Digs – Where I Stayed:
Planter’s Inn Reynolds Square – Quintessential Savannah! I’m a common New Yawka, and I truly wasn’t use to the finery of this hotel. We decided to splurge on this part of our baby-moon, and this hotel really helped us step into the feel of the city. The hotel unequivocally carried the essence of old world Southern charm, elegance, and grace. Our room was incredibly spacious and featured an adorable four poster bed. The room was so immaculately clean that I felt trashy wheeling my suitcase onto the pristine carpet! I’M NOT USED TO SUCH NICETIES IN LIFE. Every evening, after a long day of sightseeing, the hotel offers complimentary wine and cheese accompanied by a live pianist.
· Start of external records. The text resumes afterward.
/*! List of announced onion nodes.
*/

use std::cmp::Ordering;
use std::net::SocketAddr;
use std::time::{Duration, Instant};

use tox_crypto::*;
use tox_packet::onion::*;
use crate::distance::Distance;

/** Path that should be used to send packets back to announced node.

It's an owned copy of the onion return from the announce request together
with the address of the last onion hop.

*/
#[derive(Clone, Debug, Eq, PartialEq)]
pub struct ReturnPath {
    /// Address of the node that delivered announce request to us
    pub saddr: SocketAddr,
    /// Onion return that should be used to send packets to announced node
    pub onion_return: OnionReturn,
}

/** Entry that corresponds to announced onion node.

When node successfully announce itself this entry is added to announced nodes
list. It's considered expired after announce timeout.

*/
#[derive(Clone, Debug, Eq, PartialEq)]
pub struct AnnounceEntry {
    /// Long term PublicKey of announced node
    pub pk: PublicKey,
    /// Path to announced node
    pub return_path: ReturnPath,
    /// PublicKey that should be used to encrypt data packets for announced node
    pub data_pk: PublicKey,
    /// Time when this entry was added or refreshed
    pub time: Instant,
}

impl AnnounceEntry {
    /// Check if this entry is timed out.
    pub fn is_timed_out(&self, now: Instant, timeout: Duration) -> bool {
        now.saturating_duration_since(self.time) > timeout
    }
}

/// Result of `AnnounceStore::upsert`.
#[derive(Clone, Debug, Eq, PartialEq)]
pub enum Upsert<'a> {
    /// Entry was inserted or refreshed.
    Stored(&'a AnnounceEntry),
    /// List is full and all entries are closer to the anchor than the new one.
    Rejected,
}

/** Bounded list of announce entries.

Entries are kept sorted by distance to the anchor `PublicKey` so the
farthest entry is always the last one and lookup by `PublicKey` is a binary
search. XOR with the anchor is a bijection, so two different keys are never
at the same distance and the order is total.

*/
#[derive(Clone, Debug)]
pub struct AnnounceStore {
    anchor: PublicKey,
    entries: Vec<AnnounceEntry>,
    capacity: usize,
    timeout: Duration,
}

impl AnnounceStore {
    /// Create new empty `AnnounceStore`.
    pub fn new(anchor: PublicKey, capacity: usize, timeout: Duration) -> AnnounceStore {
        AnnounceStore {
            anchor,
            entries: Vec::with_capacity(capacity),
            capacity,
            timeout,
        }
    }

    /// Number of stored entries including timed out ones that were not swept yet.
    pub fn len(&self) -> usize {
        self.entries.len()
    }

    /// Check if there are no stored entries.
    pub fn is_empty(&self) -> bool {
        self.entries.is_empty()
    }

    /// Iterator over stored entries, closest to the anchor first.
    pub fn iter(&self) -> impl Iterator<Item = &AnnounceEntry> {
        self.entries.iter()
    }

    fn search(&self, pk: &PublicKey) -> Result<usize, usize> {
        self.entries.binary_search_by(|e| self.anchor.distance(&e.pk, pk))
    }

    /// Find entry by its `PublicKey` ignoring timed out entries.
    pub fn find(&self, pk: &PublicKey, now: Instant) -> Option<&AnnounceEntry> {
        self.search(pk)
            .ok()
            .map(|idx| &self.entries[idx])
            .filter(|e| !e.is_timed_out(now, self.timeout))
    }

    /** Get up to `MAX_SENT_NODES` live entries closest to `target`.

    Entries are sorted by distance to `target`. Entry with `exclude` key is
    skipped.

    */
    pub fn closest(&self, target: &PublicKey, exclude: &PublicKey, now: Instant) -> Vec<&AnnounceEntry> {
        let mut closest = self.entries.iter()
            .filter(|e| &e.pk != exclude && !e.is_timed_out(now, self.timeout))
            .collect::<Vec<_>>();
        closest.sort_by(|e1, e2| match target.distance(&e1.pk, &e2.pk) {
            Ordering::Equal => e2.time.cmp(&e1.time),
            ordering => ordering,
        });
        closest.truncate(MAX_SENT_NODES);
        closest
    }

    /// Remove all timed out entries. Returns the number of removed entries.
    pub fn expire(&mut self, now: Instant) -> usize {
        let len = self.entries.len();
        let timeout = self.timeout;
        self.entries.retain(|e| !e.is_timed_out(now, timeout));
        len - self.entries.len()
    }

    /** Try to add announce entry to the list.

    Firstly we remove all timed out entries. Then if:
    - the list already contains entry with such `PublicKey` then update
      entry and return it
    - the list with new entry does not exceed the capacity add entry to the
      list and return it
    - the farthest entry from the anchor is farther than new entry then
      replace it with new entry

    */
    pub fn upsert(&mut self, entry: AnnounceEntry) -> Upsert {
        let now = entry.time;
        self.expire(now);
        match self.search(&entry.pk) {
            Ok(idx) => {
                // node with such pk already announced - just update the entry
                self.entries[idx] = entry;
                Upsert::Stored(&self.entries[idx])
            },
            Err(idx) => {
                if self.entries.len() < self.capacity {
                    // adding new entry does not exceed the limit - just add it
                    self.entries.insert(idx, entry);
                    Upsert::Stored(&self.entries[idx])
                } else if idx < self.capacity {
                    // the farthest entry is farther than new entry - replace it
                    if let Some(evicted) = self.entries.pop() {
                        trace!("Evicting announce entry {:?}", evicted.pk);
                    }
                    self.entries.insert(idx, entry);
                    Upsert::Stored(&self.entries[idx])
                } else {
                    Upsert::Rejected
                }
            }
        }
    }
}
It was the perfect touch to such a sophisticated stay, and a romantic way to unwind while the hot sun set over the city.
What I Learned: I felt the vibe of Savannah the minute we stepped out of our car. It was the low country, swampy, “born on the bayou” type of vibe that I’d always loved about the gulf, such as in places like New Orleans. It’s unmistakably southern, but in a funky, Gothic, spooky way. It’s the kind of place that charms the hell out of you in the day, and makes you a little jumpy walking around at night – not because it is dangerous, but because it’s impossible not to feel the spirits and spooks of the hundreds of years of haunted history here. Savannah holds its own in terms of identity and nearly rivals my love for New Orleans. When do I get to come back!?